Pandemia de covid-19 está 'longe de ter terminado', diz OMS

A OMS alertou que poderá ser alcançado um nível de mortalidade "quatro ou cinco vezes maior do que em abril" se as restrições forem suspensas prematuramente


  • 16/10/2020, 11h44, Foto: Christopher Black/AFP.

A covid-19 "está longe de terminar", alertou Maria Van Kerkhove, responsável pelo gerenciamento da pandemia na Organização Mundial da Saúde (OMS).

Em entrevista à AFP em Genebra, a cientista americana pediu que as pessoas se "preparem mentalmente", porque o novo coronavírus "ficará conosco por um tempo". (Leia mais abaixo)

Ela também alertou que "desentendimentos" na ciência e na política tornam "ainda mais difícil" o combate ao coronavírus, que deixou 1,09 milhão de mortos e mais de 38,5 milhões de infectados no mundo, segundo balanço da AFP.

O diretor da seção Europa da OMS, Hans Kluge, anunciou que "aumenta o número de casos diários, as internações também. A covid já é a quinta causa de morte e já foi atingido o nível de 1.000 mortes por dia".

Com base nessas projeções, a OMS alertou que poderá ser alcançado um nível de mortalidade "quatro ou cinco vezes maior do que em abril" se as restrições forem suspensas prematuramente.

Os países, contudo, se preocupam com a recessão causada pela pandemia e a forma como ela afeta a vida social e cultural, os esportes, o mundo do trabalho, os sistemas de saúde e até as campanhas eleitorais.

- Museus, recessão, eleições e pobreza América Latina e Caribe é a região com mais óbitos no mundo, com mais de 373.000 mortes e 10 milhões de infecções. (Leia mais abaixo)

O Peru, que iniciou uma reabertura gradual de museus e sítios arqueológicos, anunciou nesta quinta-feira que sua economia sofreu uma contração de 9,8% em agosto em relação ao mesmo mês de 2019, enquanto o PIB caiu 15,66% nos primeiros oito meses do ano.
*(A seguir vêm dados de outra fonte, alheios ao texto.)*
//! runnerscale-queue: where the autoscaler's view of the job queue
//! comes from.
//!
//! Fetches the latest status of every recent self-hosted job from the job
//! analytics store, then re-partitions the rows by known pool label.
//!
//! # Architecture
//!
//! ```text
//! QueueSource (trait)
//!   └── ClickHouseSource
//!       ├── CredentialSource → QueueCredentials (refreshable)
//!       ├── RetryPolicy / Backoff between attempts
//!       └── JSONEachRow → Vec<QueueRecord>
//!
//! aggregate(records, known_pools) → Vec<PoolCounts>
//! ```

pub mod aggregator;
pub mod backoff;
pub mod clickhouse;
pub mod credentials;
pub mod error;
pub mod query;
pub mod source;

pub use aggregator::{aggregate, PoolCounts};
pub use backoff::{Backoff, RetryPolicy};
pub use clickhouse::ClickHouseSource;
pub use credentials::{CredentialSource, EnvCredentials, QueueCredentials, StaticCredentials};
pub use error::{QueueError, QueueResult};
pub use query::build_queue_query;
pub use source::{BoxFuture, QueueSource};
//! Autoscaler: queue-driven desired-capacity control.
//!
//! Reads the queue snapshot once per tick, routes the per-status counts to
//! each known pool, and asks the [`ScalingPolicy`] for a decision. The
//! actual capacity change is submitted through a [`CapacitySetter`].

use std::sync::Arc;
use std::time::Duration;

use serde::Serialize;
use tokio::time::MissedTickBehavior;
use tracing::{debug, error, info, warn};

use runnerscale_core::{JobStatusCount, PoolId, PoolState, QueueRecord};
use runnerscale_queue::{aggregate, PoolCounts, QueueSource};

use crate::error::{ScaleError, TickError};
use crate::inventory::{CapacitySetter, PoolInventory};
use crate::policy::{queue_load, Action, Outcome, ScalingPolicy};

/// Shortest period `run` will tick at.
pub const MIN_TICK_INTERVAL: Duration = Duration::from_millis(1);

/// Outcome of one pool's evaluation within a tick.
#[derive(Debug)]
pub struct PoolDecision {
    pub pool_id: PoolId,
    pub outcome: Result<Action, ScaleError>,
}

/// Per-pool outcomes of a tick, in known-pool order.
#[derive(Debug, Default)]
pub struct TickReport {
    pub decisions: Vec<PoolDecision>,
}

#[derive(Serialize)]
struct DecisionSummary<'a> {
    pool: &'a str,
    #[serde(flatten)]
    action: Option<Action>,
    #[serde(skip_serializing_if = "Option::is_none")]
    error: Option<String>,
}

impl TickReport {
    /// Pools whose evaluation failed.
    pub fn failures(&self) -> impl Iterator<Item = &PoolDecision> {
        self.decisions.iter().filter(|d| d.outcome.is_err())
    }

    /// The decision for a pool, if it was evaluated successfully.
    pub fn action(&self, pool_id: &str) -> Option<Action> {
        self.decisions
            .iter()
            .find(|d| d.pool_id == pool_id)
            .and_then(|d| d.outcome.as_ref().ok().copied())
    }

    /// JSON rendering: one object per pool with its action or error.
    pub fn to_json(&self) -> serde_json::Value {
        let rows: Vec<DecisionSummary<'_>> = self
            .decisions
            .iter()
            .map(|d| DecisionSummary {
                pool: &d.pool_id,
                action: d.outcome.as_ref().ok().copied(),
                error: d.outcome.as_ref().err().map(|e| e.to_string()),
            })
            .collect();
        serde_json::json!(rows)
    }
}

/// The autoscaler evaluates the queue and decides whether to grow or
/// shrink each known pool.
pub struct Autoscaler {
    queue: Arc<dyn QueueSource>,
    inventory: Arc<dyn PoolInventory>,
    setter: Arc<dyn CapacitySetter>,
    /// Pools evaluated every tick, in this order.
    known_pools: Vec<PoolId>,
    policy: ScalingPolicy,
}

impl Autoscaler {
    /// Create a new autoscaler with the default policy.
    pub fn new(
        queue: Arc<dyn QueueSource>,
        inventory: Arc<dyn PoolInventory>,
        setter: Arc<dyn CapacitySetter>,
        known_pools: Vec<PoolId>,
    ) -> Self {
        Self {
            queue,
            inventory,
            setter,
            known_pools,
            policy: ScalingPolicy::default(),
        }
    }

    /// Override the scaling policy.
    pub fn with_policy(mut self, policy: ScalingPolicy) -> Self {
        self.policy = policy;
        self
    }

    pub fn known_pools(&self) -> &[PoolId] {
        &self.known_pools
    }

    /// Resolve the single worker group serving `pool_id`.
    pub async fn resolve_pool(&self, pool_id: &str) -> Result<PoolState, ScaleError> {
        let mut matches = self
            .inventory
            .describe_pools(pool_id)
            .await
            .map_err(|e| ScaleError::Inventory {
                pool_id: pool_id.to_string(),
                message: format!("{e:#}"),
            })?;

        if matches.len() != 1 {
            return Err(ScaleError::Resolution {
                pool_id: pool_id.to_string(),
                matches: matches.len(),
            });
        }
        Ok(matches.remove(0))
    }

    /// Decide, log, and (outside dry-run) apply the capacity for one pool.
    ///
    /// The returned action does not depend on `dry_run`. A rejected
    /// capacity submission is logged and does not change the result.
    pub async fn decide(
        &self,
        pool_id: &str,
        counts: &[JobStatusCount],
        pool: &PoolState,
        dry_run: bool,
    ) -> Result<Action, ScaleError> {
        let load = queue_load(pool_id, counts)?;

        if !pool.is_consistent() {
            warn!(
                pool = %pool_id,
                group = %pool.group_name,
                desired = pool.current_capacity,
                min = pool.min_capacity,
                max = pool.max_capacity,
                "group capacity outside its own min/max"
            );
        }

        let outcome = self.policy.evaluate(load, pool);
        match outcome {
            Outcome::ScaleUp(to) => info!(
                pool = %pool_id,
                group = %pool.group_name,
                from = pool.current_capacity,
                to,
                max = pool.max_capacity,
                running = load.running,
                queued = load.queued,
                dry_run,
                "capacity will be increased"
            ),
            Outcome::ScaleDown(to) => info!(
                pool = %pool_id,
                group = %pool.group_name,
                from = pool.current_capacity,
                to,
                min = pool.min_capacity,
                running = load.running,
                queued = load.queued,
                dry_run,
                "capacity will be decreased"
            ),
            Outcome::Suppressed(reason) => debug!(
                pool = %pool_id,
                group = %pool.group_name,
                desired = pool.current_capacity,
                min = pool.min_capacity,
                max = pool.max_capacity,
                running = load.running,
                queued = load.queued,
                %reason,
                "no capacity change"
            ),
        }

        let action = outcome.action();
        if let Action::SetCapacity(capacity) = action
            && !dry_run
            && let Err(e) = self
                .setter
                .set_desired_capacity(&pool.group_name, capacity)
                .await
        {
            warn!(
                pool = %pool_id,
                group = %pool.group_name,
                capacity,
                error = %e,
                "capacity change failed"
            );
        }

        Ok(action)
    }

    /// Fetch the queue snapshot, refreshing credentials and retrying once
    /// if the first attempt fails.
    pub async fn fetch_snapshot(&self) -> Result<Vec<QueueRecord>, TickError> {
        match self.queue.fetch_snapshot().await {
            Ok(records) => Ok(records),
            Err(e) => {
                error!(error = %e, "queue snapshot failed, refreshing credentials and retrying");
                self.queue.refresh_credentials().await?;
                Ok(self.queue.fetch_snapshot().await?)
            }
        }
    }

    /// Run one control-loop tick over every known pool.
    ///
    /// Without a snapshot nothing is evaluated. A failing pool is logged
    /// and recorded, and the remaining pools are still evaluated.
    pub async fn run_tick(&self, dry_run: bool) -> Result<TickReport, TickError> {
        let records = self.fetch_snapshot().await?;
        info!(rows = records.len(), "received queue snapshot");
        debug!(?records, "queue snapshot rows");

        let mut report = TickReport::default();
        for PoolCounts { pool_id, counts } in aggregate(&records, &self.known_pools) {
            let outcome = self.evaluate_pool(&pool_id, &counts, dry_run).await;
            if let Err(e) = &outcome {
                error!(pool = %pool_id, error = %e, "pool evaluation failed");
            }
            report.decisions.push(PoolDecision { pool_id, outcome });
        }
        Ok(report)
    }

    async fn evaluate_pool(
        &self,
        pool_id: &str,
        counts: &[JobStatusCount],
        dry_run: bool,
    ) -> Result<Action, ScaleError> {
        let pool = self.resolve_pool(pool_id).await?;
        self.decide(pool_id, counts, &pool, dry_run).await
    }

    /// Run the autoscaler loop until `shutdown` fires.
    ///
    /// An `interval` below [`MIN_TICK_INTERVAL`] is raised to it.
    pub async fn run(
        &self,
        interval: Duration,
        dry_run: bool,
        mut shutdown: tokio::sync::watch::Receiver<bool>,
    ) {
        if interval < MIN_TICK_INTERVAL {
            warn!(
                requested_ms = interval.as_millis() as u64,
                "tick interval too short, using the minimum"
            );
        }
        let interval = interval.max(MIN_TICK_INTERVAL);
        info!(
            interval_secs = interval.as_secs(),
            pools = self.known_pools.len(),
            dry_run,
            "autoscaler started"
        );

        let mut ticker = tokio::time::interval(interval);
        ticker.set_missed_tick_behavior(MissedTickBehavior::Delay);

        loop {
            tokio::select! {
                _ = ticker.tick() => {
                    match self.run_tick(dry_run).await {
                        Ok(report) => {
                            let failed = report.failures().count();
                            debug!(pools = report.decisions.len(), failed, "tick complete");
                        }
                        Err(e) => error!(error = %e, "autoscaler tick failed"),
                    }
                }
                _ = shutdown.changed() => {
                    info!("autoscaler shutting down");
                    break;
                }
            }
        }
    }
}
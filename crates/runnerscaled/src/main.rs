//! runnerscaled: the runner autoscaler daemon.
//!
//! Assembles the queue snapshot client, the worker group inventory, and
//! the autoscaler, then either runs the control loop or a single tick.
//!
//! # Usage
//!
//! ```text
//! runnerscaled run  --config /etc/runnerscale/runnerscale.toml
//! runnerscaled tick --config runnerscale.toml --dry-run
//! runnerscaled query --config runnerscale.toml
//! ```

use std::path::{Path, PathBuf};
use std::sync::Arc;

use anyhow::Context;
use clap::{Parser, Subcommand};
use tokio::sync::watch;
use tokio::task::JoinHandle;
use tracing::info;

use runnerscale_autoscale::{Autoscaler, ScalingPolicy, StaticInventory};
use runnerscale_core::RunnerscaleConfig;
use runnerscale_queue::{build_queue_query, ClickHouseSource, EnvCredentials};

#[derive(Parser)]
#[command(name = "runnerscaled", about = "Runner group autoscaler", version)]
struct Cli {
    #[command(subcommand)]
    command: Command,
}

#[derive(Subcommand)]
enum Command {
    /// Run the control loop until interrupted.
    Run {
        /// Path to runnerscale.toml.
        #[arg(short, long, default_value = "runnerscale.toml")]
        config: PathBuf,

        /// Log decisions without changing any capacity.
        #[arg(long)]
        dry_run: bool,
    },
    /// Run a single tick and print the decisions as JSON.
    Tick {
        /// Path to runnerscale.toml.
        #[arg(short, long, default_value = "runnerscale.toml")]
        config: PathBuf,

        /// Log decisions without changing any capacity.
        #[arg(long)]
        dry_run: bool,
    },
    /// Print the queue snapshot query for the configured pools.
    Query {
        /// Path to runnerscale.toml.
        #[arg(short, long, default_value = "runnerscale.toml")]
        config: PathBuf,
    },
}

#[tokio::main]
async fn main() -> anyhow::Result<()> {
    tracing_subscriber::fmt()
        .with_env_filter(
            tracing_subscriber::EnvFilter::try_from_default_env().or_else(|_| {
                tracing_subscriber::EnvFilter::try_new(
                    "info,runnerscale=debug,runnerscaled=debug",
                )
            })?,
        )
        .init();

    let cli = Cli::parse();

    match cli.command {
        Command::Run { config, dry_run } => run_loop(&config, dry_run).await,
        Command::Tick { config, dry_run } => run_once(&config, dry_run).await,
        Command::Query { config } => {
            let config = RunnerscaleConfig::from_file(&config)?;
            println!(
                "{}",
                build_queue_query(
                    &config.queue.database,
                    &config.queue.table,
                    &config.pools.known,
                    config.queue.lookback_days,
                )
            );
            Ok(())
        }
    }
}

fn build_autoscaler(config: &RunnerscaleConfig) -> anyhow::Result<Autoscaler> {
    let credentials = Arc::new(EnvCredentials::from_config(&config.queue));
    let source = ClickHouseSource::from_config(&config.queue, &config.pools.known, credentials)
        .context("initialize queue snapshot client")?;
    info!(
        database = %config.queue.database,
        table = %config.queue.table,
        lookback_days = config.queue.lookback_days,
        "queue snapshot client initialized"
    );

    let inventory = Arc::new(StaticInventory::from_config(&config.inventory));
    info!(groups = config.inventory.groups.len(), "worker group inventory loaded");

    Ok(Autoscaler::new(
        Arc::new(source),
        inventory.clone(),
        inventory,
        config.pools.known.clone(),
    )
    .with_policy(ScalingPolicy::from_config(&config.controller)))
}

fn load(path: &Path, dry_run_flag: bool) -> anyhow::Result<(RunnerscaleConfig, bool)> {
    let config = RunnerscaleConfig::from_file(path)?;
    let dry_run = dry_run_flag || config.controller.dry_run;
    info!(path = %path.display(), dry_run, pools = ?config.pools.known, "configuration loaded");
    Ok((config, dry_run))
}

async fn run_loop(path: &Path, dry_run_flag: bool) -> anyhow::Result<()> {
    let (config, dry_run) = load(path, dry_run_flag)?;
    let autoscaler = build_autoscaler(&config)?;
    let interval = config.controller.interval();

    let (shutdown_tx, shutdown_rx) = watch::channel(false);

    let handle = tokio::spawn(async move {
        autoscaler.run(interval, dry_run, shutdown_rx).await;
    });

    tokio::signal::ctrl_c()
        .await
        .context("install Ctrl-C handler")?;
    info!("shutdown signal received");
    stop_loop(shutdown_tx, handle).await?;

    info!("runnerscaled stopped");
    Ok(())
}

/// Signal the control loop to stop and wait for it, surfacing a panic.
async fn stop_loop(shutdown_tx: watch::Sender<bool>, handle: JoinHandle<()>) -> anyhow::Result<()> {
    let _ = shutdown_tx.send(true);
    handle.await.context("autoscaler task")
}

async fn run_once(path: &Path, dry_run_flag: bool) -> anyhow::Result<()> {
    let (config, dry_run) = load(path, dry_run_flag)?;
    let autoscaler = build_autoscaler(&config)?;

    let report = autoscaler.run_tick(dry_run).await?;
    println!("{}", serde_json::to_string_pretty(&report.to_json())?);

    let failed = report.failures().count();
    if failed > 0 {
        info!(failed, "some pools could not be evaluated");
    }
    Ok(())
}
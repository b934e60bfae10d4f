pub mod config;
pub mod config_loader;
pub mod error;
pub mod limits;
pub mod matrix;
pub mod projection;
pub mod service;
pub mod store;
pub mod strategy;
pub mod types;
pub mod validate;

pub use config::{AppConfig, EngineConfig, ServerConfig};
pub use config_loader::ConfigLoader;
pub use error::EngineError;
pub use limits::RiskLimits;
pub use service::OptimizationService;
pub use store::CovarianceStore;
pub use strategy::Method;
pub use types::{
    Allocation, AllocationStats, CovarianceMatrix, ExpectedReturns, OptimizationRequest,
    OptimizationResult,
};
use crate::handlers::{self, ApiContext};
use axum::{
    routing::{get, post},
    Router,
};
use std::sync::Arc;
use tower_http::cors::{Any, CorsLayer};
use tower_http::trace::TraceLayer;

pub struct ApiServer {
    context: Arc<ApiContext>,
}

impl ApiServer {
    #[must_use]
    pub const fn new(context: Arc<ApiContext>) -> Self {
        Self { context }
    }

    pub fn router(&self) -> Router {
        let cors = CorsLayer::new()
            .allow_origin(Any)
            .allow_methods(Any)
            .allow_headers(Any);

        Router::new()
            .route("/api/covariance", post(handlers::upload_covariance))
            .route("/api/covariance", get(handlers::get_covariance))
            .route("/api/optimize", post(handlers::run_optimization))
            .route("/health", get(handlers::health))
            .layer(cors)
            .layer(TraceLayer::new_for_http())
            .with_state(self.context.clone())
    }

    /// Starts the web server listening on the specified address.
    ///
    /// # Errors
    /// Returns an error if the server fails to bind to the address or serve
    /// requests.
    pub async fn serve(self, addr: &str) -> anyhow::Result<()> {
        let listener = tokio::net::TcpListener::bind(addr).await?;
        tracing::info!("Web API listening on {}", addr);

        axum::serve(listener, self.router()).await?;

        Ok(())
    }
}
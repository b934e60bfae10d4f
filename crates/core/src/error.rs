use thiserror::Error;

/// Errors from the optimization engine.
#[derive(Error, Debug, Clone, PartialEq, Eq)]
pub enum EngineError {
    /// Malformed or mismatched-shape input. No computation was performed.
    #[error("Validation error: {0}")]
    Validation(String),

    /// Referenced covariance id does not match the stored slot.
    #[error("Covariance matrix not found: {0}")]
    NotFound(String),

    /// The ridge-regularized matrix still has no usable pivot.
    #[error("Matrix is singular and cannot be inverted")]
    SingularMatrix,
}

impl EngineError {
    pub fn validation(msg: impl Into<String>) -> Self {
        Self::Validation(msg.into())
    }
}
use std::sync::Arc;

use anyhow::Result;
use clap::{Parser, Subcommand};
use portfolio_engine_core::{
    ConfigLoader, CovarianceStore, EngineConfig, OptimizationRequest, OptimizationService,
};
use portfolio_engine_web_api::{ApiContext, ApiServer};

#[derive(Parser)]
#[command(name = "portfolio-engine")]
#[command(about = "Portfolio optimization REST service", long_about = None)]
struct Cli {
    #[command(subcommand)]
    command: Commands,
}

#[derive(Subcommand)]
enum Commands {
    /// Start the web API server
    Server {
        /// Server address (overrides config)
        #[arg(short, long)]
        addr: Option<String>,
        /// Config file path
        #[arg(short, long, default_value = "config/Config.toml")]
        config: String,
    },
    /// Run a single optimization from a JSON request file and print the result
    Optimize {
        /// Path to a JSON file holding an optimization request with inline
        /// symbols and matrix
        #[arg(short, long)]
        input: String,
        /// Config file path
        #[arg(short, long, default_value = "config/Config.toml")]
        config: String,
    },
}

#[tokio::main]
async fn main() -> Result<()> {
    tracing_subscriber::fmt()
        .with_env_filter(
            tracing_subscriber::EnvFilter::try_from_default_env()
                .unwrap_or_else(|_| tracing_subscriber::EnvFilter::new("info")),
        )
        .init();

    let cli = Cli::parse();

    match cli.command {
        Commands::Server { addr, config } => {
            let config = ConfigLoader::load_from(&config)?;
            let addr = addr.unwrap_or_else(|| config.server.addr());
            tracing::info!(
                %addr,
                max_assets = config.engine.max_assets,
                "Starting portfolio engine server"
            );

            let context = Arc::new(ApiContext::new(config.engine));
            ApiServer::new(context).serve(&addr).await?;
        }
        Commands::Optimize { input, config } => {
            let engine: EngineConfig = ConfigLoader::load_from(&config)
                .map(|c| c.engine)
                .unwrap_or_default();

            let request: OptimizationRequest =
                serde_json::from_str(&std::fs::read_to_string(&input)?)?;
            let service =
                OptimizationService::new(Arc::new(CovarianceStore::new()), engine);
            let result = service.optimize(request).await?;

            println!("{}", serde_json::to_string_pretty(&result)?);
        }
    }

    Ok(())
}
Ainda assim, esta é a menor queda mensal desde que o país declarou uma emergência sanitária em março.

Enquanto isso, a Costa Rica informou que a pobreza (renda mensal inferior a 80 dólares) atingiu 26,2% das famílias, o nível mais alto em quase três décadas. A pobreza extrema alcançou 7% das famílias. O aumento coincide com a forte alta do desemprego, que passou de 12,3% antes de março para 23,2% no trimestre junho-agosto.